Your assignment: Of the lines in the data below, count the ones holding the string "task", and answer with that number only.

[Dataset entries]

*-*-*

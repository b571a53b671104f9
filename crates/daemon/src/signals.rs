//! Service lifecycle flags shared by every task.
//!
//! Watchers and the dispatcher poll these between loop iterations; nothing
//! is interrupted mid-operation, so pause and shutdown latency is bounded
//! by the poll intervals.

use parking_lot::Mutex;
use std::sync::atomic::{AtomicBool, Ordering};

/// Coarse service state reported to the hosting environment.
#[derive(Debug, Clone, Copy, PartialEq, Eq)]
pub enum ServiceStatus {
    /// Dispatch loop is cycling.
    Running,
    /// Dispatch loop is on its way out.
    StopPending,
}

type StatusHook = Box<dyn Fn(ServiceStatus) + Send + Sync>;

/// Shared running/paused flags plus an optional status-report callback.
pub struct ServiceSignals {
    running: AtomicBool,
    paused: AtomicBool,
    status_hook: Mutex<Option<StatusHook>>,
}

impl ServiceSignals {
    #[must_use]
    pub fn new() -> Self {
        Self {
            running: AtomicBool::new(true),
            paused: AtomicBool::new(false),
            status_hook: Mutex::new(None),
        }
    }

    pub fn is_running(&self) -> bool {
        self.running.load(Ordering::Relaxed)
    }

    pub fn is_paused(&self) -> bool {
        self.paused.load(Ordering::Relaxed)
    }

    /// Ask every task to wind down at its next poll.
    pub fn shutdown(&self) {
        self.running.store(false, Ordering::Relaxed);
    }

    pub fn pause(&self) {
        self.paused.store(true, Ordering::Relaxed);
    }

    pub fn resume(&self) {
        self.paused.store(false, Ordering::Relaxed);
    }

    /// Install the status-report callback.
    pub fn set_status_hook(&self, hook: StatusHook) {
        *self.status_hook.lock() = Some(hook);
    }

    /// Report current status through the callback, if one is installed.
    pub fn report(&self, status: ServiceStatus) {
        if let Some(hook) = self.status_hook.lock().as_ref() {
            hook(status);
        }
    }
}

impl Default for ServiceSignals {
    fn default() -> Self {
        Self::new()
    }
}
//! Change processing: validate an observed event against the store,
//! append it to the history, and optionally emit one audit-log line.

use crate::store::SharedStore;
use chrono::DateTime;
use fsentry_protocol::FileInfo;
use parking_lot::Mutex;
use std::fs::{File, OpenOptions};
use std::io::Write as _;
use std::path::Path;

/// Append-only JSON-lines audit log, flushed after every record.
pub struct AuditLog {
    out: Mutex<File>,
}

impl AuditLog {
    /// Open (or create) the log file for appending.
    pub fn open(path: &Path) -> std::io::Result<Self> {
        if let Some(parent) = path.parent()
            && !parent.as_os_str().is_empty()
        {
            std::fs::create_dir_all(parent)?;
        }
        let file = OpenOptions::new().create(true).append(true).open(path)?;
        Ok(Self {
            out: Mutex::new(file),
        })
    }

    /// Write one change record as a single JSON line.
    pub fn append(&self, info: &FileInfo) -> std::io::Result<()> {
        let line = serde_json::to_string(&audit_record(info))?;
        let mut out = self.out.lock();
        writeln!(out, "{line}")?;
        out.flush()
    }
}

fn audit_record(info: &FileInfo) -> serde_json::Value {
    serde_json::json!({
        "path": info.path.display().to_string(),
        "file size": info.size,
        "attribute": info.attributes.bits(),
        "links": info.links,
        "creation time": format_time(info.created),
        "last access time": format_time(info.accessed),
        "last write time": format_time(info.modified),
        "change": info.change.as_action(),
        "change time": format_time(info.change_time),
    })
}

fn format_time(unix_secs: i64) -> String {
    DateTime::from_timestamp(unix_secs, 0)
        .map(|t| t.format("%Y-%m-%d %H:%M:%S").to_string())
        .unwrap_or_default()
}

/// Validates observed changes and records the qualifying ones.
pub struct ChangeProcessor {
    store: SharedStore,
    audit: Option<AuditLog>,
}

impl ChangeProcessor {
    pub fn new(store: SharedStore, audit: Option<AuditLog>) -> Self {
        Self { store, audit }
    }

    /// Record one observed change.
    ///
    /// Events for paths the store does not track are dropped silently;
    /// this covers files deleted between notification and processing as
    /// well as files that were never tracked. The store lock is held only
    /// for the check-and-append.
    pub fn process(&self, info: &FileInfo) {
        {
            let mut store = self.store.lock();
            if !store.is_file_tracked(&info.path) {
                tracing::trace!(path = %info.path.display(), "change for untracked path dropped");
                return;
            }
            store.add_to_history(info.clone());
        }
        tracing::debug!(
            path = %info.path.display(),
            change = ?info.change,
            "change recorded"
        );
        if let Some(audit) = &self.audit
            && let Err(e) = audit.append(info)
        {
            tracing::warn!(error = %e, "failed to write audit log line");
        }
    }
}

*-*-*

Reply: 2